Responsibility Architect Design Budget
Foster + Partners is facing a £3.6m bill following a High Court ruling on a Heathrow hotel scheme it worked on almost a decade ago.
A claim was made against the world-renowned architectural practice by four companies owned by businessman John Dhanoa.
He commissioned Foster + Partners to design a hotel on the site of a bowling alley near Heathrow in 2007.
However, it was never built, because Dhanoa said the architect’s design would have cost £195m to build, far exceeding his budget of £70m, later increased to £100m.
The judgement handed down by the Technology & Construction Court said that Foster + Partners had failed to establish the project’s budget, and had also indicated that the scheme could be value-engineered down to the £100m budget of Dhanoa.
Mr Justice Peter Fraser said it was “blindingly obvious” that this was not possible and that “Fosters had a duty, in my judgement, positively to advise Mr Dhanoa of that fact”.

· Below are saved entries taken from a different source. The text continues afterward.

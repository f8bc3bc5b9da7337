// Copyright (c) 2025 - Cowboy AI, Inc.
//! Transactions and Pre-commit
//!
//! A [`Transaction`] is one unit of work against a backend. It owns exactly
//! one [`PreCommit`] record that accumulates:
//!
//! - notifications to fire once the commit succeeds
//! - deferred actions to run while the transaction is still open
//!
//! ```text
//! start_transaction ─→ reads / writes ─→ commit ─┬─ run actions (in order)
//!                                                ├─ drain notifications
//!                                                ├─ physical commit
//!                                                └─ Ok(notifications)
//!                                     └→ rollback ── reset, nothing fires
//! ```
//!
//! A transaction is used by a single unit of work; it is not shared between
//! tasks.

use futures::future::BoxFuture;
use std::any::Any;
use std::collections::HashMap;
use std::fmt;
use tracing::debug;
use uuid::Uuid;

use crate::errors::{BackendError, BackendResult};
use crate::notification::Notification;

/// Side-effecting callback run before the physical commit
pub type PreCommitAction = Box<
    dyn for<'a> FnOnce(&'a mut Transaction) -> BoxFuture<'a, BackendResult<()>> + Send + Sync,
>;

/// Wrap a closure as a [`PreCommitAction`]
///
/// ```rust,ignore
/// tx.add_action(action(|tx| Box::pin(async move {
///     tx.attachments_mut().insert("touched", true);
///     Ok(())
/// })));
/// ```
pub fn action<F>(f: F) -> PreCommitAction
where
    F: for<'a> FnOnce(&'a mut Transaction) -> BoxFuture<'a, BackendResult<()>>
        + Send
        + Sync
        + 'static,
{
    Box::new(f)
}

/// Accumulates what a transaction does before it closes
pub trait PreCommit: Send + Sync {
    /// Queue notifications about one changed element
    fn add_notifications(&mut self, notifications: Vec<Notification>);

    /// Queue an action; actions run in registration order
    fn add_action(&mut self, action: PreCommitAction);

    /// Drain queued actions
    fn actions(&mut self) -> Vec<PreCommitAction>;

    /// Drain queued notifications in the order they will be delivered
    fn final_notifications(&mut self) -> Vec<Notification>;

    /// Forget everything queued
    fn reset(&mut self);
}

/// Keeps notifications and actions in queue order
#[derive(Default)]
pub struct BasicPreCommit {
    notifications: Vec<Notification>,
    actions: Vec<PreCommitAction>,
}

impl BasicPreCommit {
    pub fn new() -> Self {
        Self::default()
    }
}

impl PreCommit for BasicPreCommit {
    fn add_notifications(&mut self, mut notifications: Vec<Notification>) {
        self.notifications.append(&mut notifications);
    }

    fn add_action(&mut self, action: PreCommitAction) {
        self.actions.push(action);
    }

    fn actions(&mut self) -> Vec<PreCommitAction> {
        std::mem::take(&mut self.actions)
    }

    fn final_notifications(&mut self) -> Vec<Notification> {
        std::mem::take(&mut self.notifications)
    }

    fn reset(&mut self) {
        self.notifications.clear();
        self.actions.clear();
    }
}

impl fmt::Debug for BasicPreCommit {
    fn fmt(&self, f: &mut fmt::Formatter<'_>) -> fmt::Result {
        f.debug_struct("BasicPreCommit")
            .field("notifications", &self.notifications.len())
            .field("actions", &self.actions.len())
            .finish()
    }
}

/// Transaction-scoped bookkeeping owned by the backend
#[derive(Default)]
pub struct Attachments {
    entries: HashMap<String, Box<dyn Any + Send + Sync>>,
}

impl Attachments {
    pub fn insert<T: Any + Send + Sync>(&mut self, key: impl Into<String>, value: T) {
        self.entries.insert(key.into(), Box::new(value));
    }

    pub fn get<T: Any>(&self, key: &str) -> Option<&T> {
        self.entries.get(key)?.downcast_ref()
    }

    pub fn get_mut<T: Any>(&mut self, key: &str) -> Option<&mut T> {
        self.entries.get_mut(key)?.downcast_mut()
    }

    /// Remove and return the value if it has type `T`
    pub fn remove<T: Any>(&mut self, key: &str) -> Option<T> {
        let boxed = self.entries.remove(key)?;
        match boxed.downcast::<T>() {
            Ok(value) => Some(*value),
            Err(other) => {
                self.entries.insert(key.to_string(), other);
                None
            }
        }
    }

    pub fn contains(&self, key: &str) -> bool {
        self.entries.contains_key(key)
    }

    pub fn clear(&mut self) {
        self.entries.clear();
    }
}

impl fmt::Debug for Attachments {
    fn fmt(&self, f: &mut fmt::Formatter<'_>) -> fmt::Result {
        f.debug_set().entries(self.entries.keys()).finish()
    }
}

/// Lifecycle of a transaction
#[derive(Debug, Clone, Copy, PartialEq, Eq)]
pub enum TransactionState {
    Open,
    Committed,
    RolledBack,
}

/// One unit of work against a backend
pub struct Transaction {
    id: Uuid,
    mutating: bool,
    state: TransactionState,
    attachments: Attachments,
    pre_commit: Box<dyn PreCommit>,
}

impl Transaction {
    pub fn new(mutating: bool) -> Self {
        Self::with_pre_commit(mutating, Box::new(BasicPreCommit::new()))
    }

    pub fn with_pre_commit(mutating: bool, pre_commit: Box<dyn PreCommit>) -> Self {
        Self {
            id: Uuid::now_v7(),
            mutating,
            state: TransactionState::Open,
            attachments: Attachments::default(),
            pre_commit,
        }
    }

    pub fn id(&self) -> Uuid {
        self.id
    }

    pub fn is_mutating(&self) -> bool {
        self.mutating
    }

    pub fn state(&self) -> TransactionState {
        self.state
    }

    pub fn is_open(&self) -> bool {
        self.state == TransactionState::Open
    }

    pub fn attachments(&self) -> &Attachments {
        &self.attachments
    }

    pub fn attachments_mut(&mut self) -> &mut Attachments {
        &mut self.attachments
    }

    pub fn pre_commit_mut(&mut self) -> &mut dyn PreCommit {
        self.pre_commit.as_mut()
    }

    pub fn add_notification(&mut self, notification: Notification) {
        self.pre_commit.add_notifications(vec![notification]);
    }

    pub fn add_action(&mut self, action: PreCommitAction) {
        self.pre_commit.add_action(action);
    }

    /// Fail unless the transaction is still open
    pub fn ensure_open(&self) -> BackendResult<()> {
        if self.is_open() {
            Ok(())
        } else {
            Err(BackendError::TransactionClosed)
        }
    }

    /// Fail unless the transaction is open and may write
    pub fn ensure_mutating(&self) -> BackendResult<()> {
        self.ensure_open()?;
        if self.mutating {
            Ok(())
        } else {
            Err(BackendError::InvalidArgument(format!(
                "transaction {} is read-only",
                self.id
            )))
        }
    }

    /// Run queued actions, then drain the notifications to deliver
    ///
    /// Actions may queue further actions; those run too, after the ones
    /// already queued. Called by backends right before the physical commit.
    pub async fn run_pre_commit(&mut self) -> BackendResult<Vec<Notification>> {
        self.ensure_open()?;
        loop {
            let actions = self.pre_commit.actions();
            if actions.is_empty() {
                break;
            }
            debug!(transaction = %self.id, count = actions.len(), "Running pre-commit actions");
            for action in actions {
                action(self).await?;
            }
        }
        Ok(self.pre_commit.final_notifications())
    }

    /// Close after a successful physical commit
    pub fn mark_committed(&mut self) {
        self.state = TransactionState::Committed;
        self.close();
    }

    /// Close without effect
    pub fn mark_rolled_back(&mut self) {
        self.state = TransactionState::RolledBack;
        self.close();
    }

    fn close(&mut self) {
        self.pre_commit.reset();
        self.attachments.clear();
    }
}

impl fmt::Debug for Transaction {
    fn fmt(&self, f: &mut fmt::Formatter<'_>) -> fmt::Result {
        f.debug_struct("Transaction")
            .field("id", &self.id)
            .field("mutating", &self.mutating)
            .field("state", &self.state)
            .field("attachments", &self.attachments)
            .finish()
    }
}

He said that the four claimants – Riva Properties Ltd, Riva Bowl LLP, Riva Bowl Ltd and Wellstone Management Ltd – were entitled to recover £3,604,694.36 from Foster + Partners.
This case serves as a warning to designers that they cannot design in a vacuum. Cost and budget is a key constraint and should always be identified and considered when designing any project, even when the provision of cost advice is expressly excluded from the designer’s obligations.